Second, and most important, is that the sensors stop responding after some random time. Usually it is VL53L1_ERROR_CONTROL_INTERFACE returned from VL53L1_RdByte() function. Sometimes it happens after 20-30 min, and sometimes it is as short as 2 min. Note, that we observed same problem with "fat" driver as well, which was the reason to switch to ULD. We also tried Arduino boards with both Arduino and Pololu drivers and VL53L0X sensors. The result is always the same - they work for a while and then getting "stuck" at some point.
Question 2: What could be wrong and how to ensure reliable long-term operation?
2019-02-25 03:28 PM
The right answer is that the ULD driver should provide the missing files.
The X-cube however should give you a choice of the X driver or the ULD. (But I like your term 'fat'.)
This is our mistake and both are being fixed.
Your other issue is an I2C issues. I2C is VERY susceptible to noise, and if a bit of noise triggers a transaction on the clock line, you get an unintended extra bit, and you will end up with the famous 'bus stuck low' problem. By design the clock should be high went not transmitting, and if you ever see the clock line stuck low, it's due to noise on the line.
Fixes for the 'bus stuck low' are the traditional ones for noise. Decoupling caps, shorter wires, playing with the driver strengths, more ground between traces are all good ideas.
However if you realize you are ever stuck this way, if you can force the clock of 8 '0' bits, you can clear the interface.
This is not a VL53 error, but an error with all I2C, but because the VL53 need to be at the edge of your design, we see it a lot.
2019-02-25 03:57 PM
I haven't thought of checking the state of I2C lines when problem occurs, thanks for the idea. I'll do it ASAP and post the result.
2019-02-28 12:40 PM
In order to test "I2C issue" theory we removed multiplexor from the schematics and connected two VL53L1X sensors directly to STM32F303. The code has been modified to assign different address to one of the sensors. I2C lines were monitored with oscilloscope.

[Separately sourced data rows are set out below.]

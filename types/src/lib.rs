//! Core value types for grantstate.
//!
//! This crate contains pure value types with no IO, no async, and minimal dependencies:
//! identifiers, grant types, credentials, scope sets and the opaque values carried in
//! token metadata and authorization attributes.

// Pedantic lint configuration - these are intentional design choices
#![allow(clippy::missing_errors_doc)] // Result-returning functions are self-explanatory

mod credential;
mod grant;
mod ids;
mod metadata;
mod proofs;
mod scope;

pub use credential::{
    AccessTokenType, Credential, CredentialError, TokenKind, TokenKindParseError,
};
pub use grant::{CustomGrant, GrantType};
pub use ids::{AuthorizationId, ClientId};
pub use metadata::{Attributes, Claims, MetaValue, Metadata, ValueMap};
pub use proofs::{EmptyValueError, NonEmptyString, has_text};
pub use scope::ScopeSet;
//! The authorization aggregate.
//!
//! An [`Authorization`] is the committed state of one granted access: who the
//! client and principal are, which flow produced it, which scopes were
//! approved, which credentials exist for it, and flow attributes. It is only
//! produced by [`AuthorizationBuilder::build`] and never changes afterwards.
//! State transitions go through [`Authorization::from`], which seeds a builder
//! with a deep copy, so the prior snapshot stays valid for anyone holding it.
//!
//! # Invariants
//!
//! - `id` and `principal_name` are non-empty, `grant_type` is set
//! - At most one token per [`TokenKind`]
//! - Collections are owned by the aggregate and only handed out by shared reference

use std::collections::BTreeMap;

use grantstate_types::{
    Attributes, AuthorizationId, ClientId, GrantType, MetaValue, NonEmptyString, ScopeSet,
    TokenKind, has_text,
};

use crate::builder::AuthorizationBuilder;
use crate::error::{AuthorizationError, Result};
use crate::token::Token;

/// Attribute holding the OAuth2 `state` parameter of an in-flight request.
pub const STATE_ATTRIBUTE: &str = "state";

#[derive(Debug, Clone, PartialEq, Eq, Hash)]
pub struct Authorization {
    pub(crate) id: AuthorizationId,
    pub(crate) client_id: ClientId,
    pub(crate) principal_name: NonEmptyString,
    pub(crate) grant_type: GrantType,
    pub(crate) authorized_scopes: ScopeSet,
    pub(crate) tokens: BTreeMap<TokenKind, Token>,
    pub(crate) attributes: Attributes,
}

impl Authorization {
    /// Start a fresh builder for `client_id`.
    #[must_use]
    pub fn with_client(client_id: ClientId) -> AuthorizationBuilder {
        AuthorizationBuilder::new(client_id)
    }

    /// Start a builder seeded with every field of `authorization`.
    #[must_use]
    pub fn from(authorization: &Authorization) -> AuthorizationBuilder {
        AuthorizationBuilder::new(authorization.client_id.clone())
            .id(authorization.id.as_str())
            .principal_name(authorization.principal_name.as_str())
            .grant_type(authorization.grant_type.clone())
            .authorized_scopes(authorization.authorized_scopes.clone())
            .tokens(&authorization.tokens)
            .attributes(|attributes| attributes.merged(&authorization.attributes))
    }

    #[must_use]
    pub fn id(&self) -> &AuthorizationId {
        &self.id
    }

    #[must_use]
    pub fn client_id(&self) -> &ClientId {
        &self.client_id
    }

    #[must_use]
    pub fn principal_name(&self) -> &str {
        self.principal_name.as_str()
    }

    #[must_use]
    pub fn grant_type(&self) -> &GrantType {
        &self.grant_type
    }

    #[must_use]
    pub fn authorized_scopes(&self) -> &ScopeSet {
        &self.authorized_scopes
    }

    #[must_use]
    pub fn token(&self, kind: TokenKind) -> Option<&Token> {
        self.tokens.get(&kind)
    }

    #[must_use]
    pub fn has_token(&self, kind: TokenKind) -> bool {
        self.tokens.contains_key(&kind)
    }

    #[must_use]
    pub fn access_token(&self) -> Option<&Token> {
        self.token(TokenKind::Access)
    }

    #[must_use]
    pub fn refresh_token(&self) -> Option<&Token> {
        self.token(TokenKind::Refresh)
    }

    #[must_use]
    pub fn authorization_code(&self) -> Option<&Token> {
        self.token(TokenKind::AuthorizationCode)
    }

    /// Find the token whose raw credential value equals `value`.
    ///
    /// No match is `Ok(None)`; only a blank `value` is an error.
    pub fn find_token(&self, value: &str) -> Result<Option<&Token>> {
        if !has_text(value) {
            return Err(AuthorizationError::empty("token value"));
        }
        Ok(self
            .tokens
            .values()
            .find(|token| token.credential().value() == value))
    }

    /// Every stored token, ordered by kind.
    pub fn tokens(&self) -> impl Iterator<Item = &Token> {
        self.tokens.values()
    }

    #[must_use]
    pub fn attributes(&self) -> &Attributes {
        &self.attributes
    }

    pub fn attribute(&self, name: &str) -> Result<Option<&MetaValue>> {
        if !has_text(name) {
            return Err(AuthorizationError::empty("attribute name"));
        }
        Ok(self.attributes.get(name))
    }

    /// The `state` attribute, when it holds a string.
    #[must_use]
    pub fn state(&self) -> Option<&str> {
        self.attributes
            .get(STATE_ATTRIBUTE)
            .and_then(MetaValue::as_str)
    }
}
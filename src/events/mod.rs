//! Trace events: types and broadcast bus.
//!
//! ## Contents
//! - [`EventKind`], [`Event`] routing-decision classification and metadata
//! - [`Bus`] thin wrapper over `tokio::sync::broadcast`
//!
//! ## Quick reference
//! - **Publishers**: the connector endpoint (every route/dispatch decision),
//!   the inbound listener (on exit), `SubscriberSet` workers (overflow/panic).
//! - **Consumers**: the connector's subscriber forwarder (fans out to
//!   `SubscriberSet`) and anyone holding a receiver from [`Connector::trace`](crate::Connector::trace).

mod bus;
mod event;

pub use bus::Bus;
pub(crate) use event::panic_message;
pub use event::{Event, EventKind};
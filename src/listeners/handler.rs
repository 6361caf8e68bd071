//! # Handler, target and capture-mode primitives.
//!
//! A [`Handler`] is a shared callback receiving the event payload. Handlers are
//! compared by identity (the same `Arc`), never by behavior, which is what
//! `detach` needs to find the exact listener it attached.

use std::fmt;
use std::sync::Arc;

use serde_json::Value;

/// Shared event callback.
#[derive(Clone)]
pub struct Handler(Arc<dyn Fn(&Value) + Send + Sync + 'static>);

impl Handler {
    /// Wraps a closure.
    pub fn new<F>(f: F) -> Self
    where
        F: Fn(&Value) + Send + Sync + 'static,
    {
        Self(Arc::new(f))
    }

    /// A handler that ignores every payload.
    pub fn noop() -> Self {
        Self::new(|_| {})
    }

    /// Invokes the callback.
    #[inline]
    pub fn call(&self, payload: &Value) {
        (self.0)(payload)
    }

    /// True if both handles point at the same callback.
    #[inline]
    pub fn same(&self, other: &Handler) -> bool {
        std::ptr::eq(
            Arc::as_ptr(&self.0) as *const (),
            Arc::as_ptr(&other.0) as *const (),
        )
    }
}

impl fmt::Debug for Handler {
    fn fmt(&self, f: &mut fmt::Formatter<'_>) -> fmt::Result {
        write!(f, "Handler({:p})", Arc::as_ptr(&self.0) as *const ())
    }
}

impl<F> From<F> for Handler
where
    F: Fn(&Value) + Send + Sync + 'static,
{
    fn from(f: F) -> Self {
        Handler::new(f)
    }
}

/// Local object listeners are attached to.
#[derive(Clone, Debug, PartialEq, Eq, Hash)]
pub struct Target(String);

impl Target {
    /// Name of the target every `subscribe` uses.
    pub const DOCUMENT: &'static str = "document";

    pub fn new(name: impl Into<String>) -> Self {
        Self(name.into())
    }

    /// The context-wide default target.
    pub fn document() -> Self {
        Self::new(Self::DOCUMENT)
    }

    pub fn name(&self) -> &str {
        &self.0
    }
}

impl Default for Target {
    fn default() -> Self {
        Self::document()
    }
}

/// Listener phase. Capture listeners run before bubble listeners.
#[derive(Clone, Copy, Debug, Default, PartialEq, Eq, Hash)]
pub enum CaptureMode {
    #[default]
    Bubble,
    Capture,
}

After about 30 min one sensor stopped working. The other sensor continued working just fine and oscilloscope confirmed normal bus operation, no "stuck" lines.

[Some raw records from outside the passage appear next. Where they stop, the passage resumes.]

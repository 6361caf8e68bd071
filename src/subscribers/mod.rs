//! # Trace subscribers.
//!
//! ```text
//! Endpoint ── publish(Event) ──► Bus ──► forwarder task ──► SubscriberSet::emit
//!                                                              │
//!                                              ┌───────────────┼──────────────┐
//!                                              ▼               ▼              ▼
//!                                          LogWriter        Metrics        Custom
//! ```
//!
//! - [`Subscribe`] the extension trait
//! - [`SubscriberSet`] per-subscriber bounded queues and workers
//! - `LogWriter` (feature `logging`) writes every event through `tracing`

#[cfg(feature = "logging")]
mod log;
mod set;
mod subscriber;

#[cfg(feature = "logging")]
pub use log::LogWriter;
pub use set::SubscriberSet;
pub use subscriber::Subscribe;
//! # Background tasks owned by an initialized connector.
//!
//! - [`spawn_inbound`] drains the transport inbox into [`Endpoint::on_inbound`].
//! - [`spawn_forwarder`] relays trace events from the bus to the [`SubscriberSet`].
//!
//! Both stop when the connector's [`CancellationToken`] is cancelled. A panic
//! while handling one inbound message is logged and the loop keeps going.

use std::panic::{catch_unwind, AssertUnwindSafe};
use std::sync::Arc;

use tokio::sync::broadcast::error::RecvError;
use tokio::task::JoinHandle;
use tokio_util::sync::CancellationToken;
use tracing::{debug, warn};

use super::endpoint::Endpoint;
use crate::events::{panic_message, Event, EventKind};
use crate::subscribers::SubscriberSet;
use crate::transport::Inbox;

/// Spawns the single inbound-message handler of a context.
pub(crate) fn spawn_inbound(
    endpoint: Arc<Endpoint>,
    mut inbox: Inbox,
    token: CancellationToken,
) -> JoinHandle<()> {
    tokio::spawn(async move {
        let reason = loop {
            tokio::select! {
                _ = token.cancelled() => break "cancelled",
                msg = inbox.recv() => match msg {
                    Some(inbound) => {
                        let handled =
                            catch_unwind(AssertUnwindSafe(|| endpoint.on_inbound(inbound)));
                        if let Err(panic_err) = handled {
                            warn!(
                                context = %endpoint.context(),
                                info = %panic_message(&*panic_err),
                                "[connector] inbound message handling panicked"
                            );
                        }
                    }
                    None => break "inbox_closed",
                }
            }
        };

        debug!(context = %endpoint.context(), reason, "[connector] inbound listener stopped");
        endpoint.bus().publish(
            Event::new(EventKind::ListenerStopped)
                .with_context(endpoint.context())
                .with_reason(reason),
        );
    })
}

/// Subscribes to the trace bus and forwards events to the subscriber set.
pub(crate) fn spawn_forwarder(
    endpoint: &Endpoint,
    set: Arc<SubscriberSet>,
    token: CancellationToken,
) -> JoinHandle<()> {
    let mut rx = endpoint.bus().subscribe();
    tokio::spawn(async move {
        loop {
            tokio::select! {
                _ = token.cancelled() => break,
                msg = rx.recv() => match msg {
                    Ok(ev) => set.emit(Arc::new(ev)),
                    Err(RecvError::Closed) => break,
                    Err(RecvError::Lagged(skipped)) => {
                        warn!(skipped, "[connector] trace forwarder lagged");
                    }
                }
            }
        }
        // Drain what was published before cancellation.
        while let Ok(ev) = rx.try_recv() {
            set.emit(Arc::new(ev));
        }
    })
}
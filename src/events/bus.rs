//! # Trace bus for broadcasting routing decisions.
//!
//! [`Bus`] is a thin wrapper around [`tokio::sync::broadcast`]. The endpoint
//! publishes one [`Event`] per routing decision; the connector's forwarding task
//! and any direct receivers (tests, tooling) observe them.
//!
//! ## Rules
//! - **Non-blocking publish**: `publish()` never blocks.
//! - **Bounded capacity**: slow receivers get `RecvError::Lagged(n)`.
//! - **No persistence**: events are lost if nobody is subscribed.

use tokio::sync::broadcast;

use super::event::Event;

/// Broadcast channel for trace events.
#[derive(Clone, Debug)]
pub struct Bus {
    tx: broadcast::Sender<Event>,
}

impl Bus {
    /// Creates a new bus with the given channel capacity (clamped to at least 1).
    pub fn new(capacity: usize) -> Self {
        let capacity = capacity.max(1);
        let (tx, _rx) = broadcast::channel::<Event>(capacity);
        Self { tx }
    }

    /// Publishes an event to all active receivers. Dropped if there are none.
    pub fn publish(&self, ev: Event) {
        let _ = self.tx.send(ev);
    }

    /// Creates a new receiver that will observe subsequent events.
    pub fn subscribe(&self) -> broadcast::Receiver<Event> {
        self.tx.subscribe()
    }

    /// Number of live receivers.
    pub fn receiver_count(&self) -> usize {
        self.tx.receiver_count()
    }
}

#[cfg(test)]
mod tests {
    use super::*;
    use crate::events::EventKind;

    #[test]
    fn publish_without_receivers_is_silent() {
        let bus = Bus::new(0);
        bus.publish(Event::new(EventKind::Published));
        assert_eq!(bus.receiver_count(), 0);
    }

    #[tokio::test]
    async fn receivers_see_later_events() {
        let bus = Bus::new(8);
        let mut rx = bus.subscribe();
        bus.publish(Event::new(EventKind::ForwardedUp));
        assert_eq!(rx.recv().await.unwrap().kind, EventKind::ForwardedUp);
    }
}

In debugging we traced the problem to HAL_I2C_Master_Transmit() call, which was returning HAL_I2C_ERROR_AF ("no ACK") error code when called for the faulty sensor.
All this does not look like I2C problem to me.
2019-02-28 01:26 PM
The "no ACK" occurs when none of the slaves on the I2C bus respond to the address transmitted by the master.

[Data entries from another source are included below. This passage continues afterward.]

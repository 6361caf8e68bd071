//! # Listener registry - bookkeeping for locally attached listeners.
//!
//! The registry remembers every `(target, event name, handler, capture)` it has
//! attached through a [`LocalDispatch`], so it can detach them again later.
//!
//! ## Rules
//! - `add` records and attaches; it does not check for duplicates.
//! - `remove_all` detaches **every** registration for a `(target, event name)` pair.
//! - Subscribe paths use [`replace`](ListenerRegistry::replace) (`remove_all` then `add`),
//!   so there is at most one active registration per pair.
//! - `clear` detaches everything; nothing is leaked on teardown.

use std::collections::HashMap;
use std::sync::Arc;

use super::dispatch::LocalDispatch;
use super::handler::{CaptureMode, Handler, Target};

/// One attached listener.
#[derive(Clone, Debug)]
struct Registration {
    target: Target,
    handler: Handler,
    capture: CaptureMode,
}

/// Per-event-name registrations owned by one connector.
pub struct ListenerRegistry {
    dispatch: Arc<dyn LocalDispatch>,
    entries: HashMap<String, Vec<Registration>>,
}

impl ListenerRegistry {
    pub fn new(dispatch: Arc<dyn LocalDispatch>) -> Self {
        Self {
            dispatch,
            entries: HashMap::new(),
        }
    }

    /// Records a registration and attaches the handler.
    pub fn add(
        &mut self,
        target: Target,
        event_name: &str,
        handler: Handler,
        capture: CaptureMode,
    ) {
        self.dispatch.attach(&target, event_name, &handler, capture);
        self.entries
            .entry(event_name.to_string())
            .or_default()
            .push(Registration {
                target,
                handler,
                capture,
            });
    }

    /// Detaches and forgets every registration matching `(target, event_name)`.
    ///
    /// Returns how many were removed; zero is not an error.
    pub fn remove_all(&mut self, target: &Target, event_name: &str) -> usize {
        let Some(list) = self.entries.get_mut(event_name) else {
            return 0;
        };

        let (gone, kept): (Vec<_>, Vec<_>) = list.drain(..).partition(|r| &r.target == target);
        for r in &gone {
            self.dispatch.detach(&r.target, event_name, &r.handler, r.capture);
        }

        if kept.is_empty() {
            self.entries.remove(event_name);
        } else {
            *list = kept;
        }
        gone.len()
    }

    /// `remove_all` followed by `add`. Returns how many registrations were replaced.
    pub fn replace(
        &mut self,
        target: Target,
        event_name: &str,
        handler: Handler,
        capture: CaptureMode,
    ) -> usize {
        let removed = self.remove_all(&target, event_name);
        self.add(target, event_name, handler, capture);
        removed
    }

    /// Detaches every registration. Returns how many were removed.
    pub fn clear(&mut self) -> usize {
        let mut removed = 0;
        for (event_name, list) in self.entries.drain() {
            for r in list {
                self.dispatch.detach(&r.target, &event_name, &r.handler, r.capture);
                removed += 1;
            }
        }
        removed
    }

    /// Registrations for one `(target, event_name)` pair.
    pub fn count(&self, target: &Target, event_name: &str) -> usize {
        self.entries
            .get(event_name)
            .map_or(0, |list| list.iter().filter(|r| &r.target == target).count())
    }

    /// Total number of registrations.
    pub fn len(&self) -> usize {
        self.entries.values().map(Vec::len).sum()
    }

    pub fn is_empty(&self) -> bool {
        self.entries.is_empty()
    }
}

impl Drop for ListenerRegistry {
    fn drop(&mut self) {
        self.clear();
    }
}

#[cfg(test)]
mod tests {
    use super::*;
    use crate::listeners::EventTable;
    use serde_json::json;
    use std::sync::atomic::{AtomicUsize, Ordering};

    fn counting(counter: &Arc<AtomicUsize>) -> Handler {
        let c = counter.clone();
        Handler::new(move |_| {
            c.fetch_add(1, Ordering::SeqCst);
        })
    }

    fn setup() -> (Arc<EventTable>, ListenerRegistry) {
        let table = Arc::new(EventTable::new());
        let registry = ListenerRegistry::new(table.clone());
        (table, registry)
    }

    #[test]
    fn replace_never_stacks() {
        let (table, mut reg) = setup();
        let doc = Target::document();
        let a = Arc::new(AtomicUsize::new(0));
        let b = Arc::new(AtomicUsize::new(0));

        assert_eq!(reg.replace(doc.clone(), "g.ping", counting(&a), CaptureMode::Bubble), 0);
        assert_eq!(reg.replace(doc.clone(), "g.ping", counting(&b), CaptureMode::Bubble), 1);
        assert_eq!(reg.count(&doc, "g.ping"), 1);

        table.dispatch(&doc, "g.ping", &json!({}));
        assert_eq!(a.load(Ordering::SeqCst), 0);
        assert_eq!(b.load(Ordering::SeqCst), 1);
    }

    #[test]
    fn remove_all_detaches_every_match() {
        let (table, mut reg) = setup();
        let doc = Target::document();
        reg.add(doc.clone(), "e", Handler::noop(), CaptureMode::Bubble);
        reg.add(doc.clone(), "e", Handler::noop(), CaptureMode::Capture);
        reg.add(Target::new("panel"), "e", Handler::noop(), CaptureMode::Bubble);

        assert_eq!(reg.remove_all(&doc, "e"), 2);
        assert_eq!(table.listener_count(&doc, "e"), 0);
        assert_eq!(reg.count(&Target::new("panel"), "e"), 1);
        assert_eq!(reg.len(), 1);
    }

    #[test]
    fn remove_all_without_entries_is_noop() {
        let (_table, mut reg) = setup();
        assert_eq!(reg.remove_all(&Target::document(), "missing"), 0);
        assert!(reg.is_empty());
    }

    #[test]
    fn clear_and_drop_detach_everything() {
        let (table, mut reg) = setup();
        reg.add(Target::document(), "a", Handler::noop(), CaptureMode::Bubble);
        reg.add(Target::document(), "b", Handler::noop(), CaptureMode::Bubble);
        assert_eq!(reg.clear(), 2);
        assert_eq!(table.total(), 0);

        reg.add(Target::document(), "c", Handler::noop(), CaptureMode::Bubble);
        drop(reg);
        assert_eq!(table.total(), 0);
    }
}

Clearly that sensor could be dead, but the more likely scenario is a glitch on the line changed the address. If no chip were addressed, then the bus would not be held by the slave. (No Bus stuck low problem.)
If I'm correct the sensor would work just fine if you simply retried the call. Is that possible?
But before I believe that a sensor would just stop working, may I ask you to try one more thing.
Shorten up the wires as much as you can and, if practical, twist the ground and the clock line.
By putting space between the clock and data, you might find the sensor works a lot better.
Here is the code we use to clear the bus if it ever gets stuck - assuming you are still using the STM32.
(You might need to do some tweaking here depending on how you have configured your MCU.)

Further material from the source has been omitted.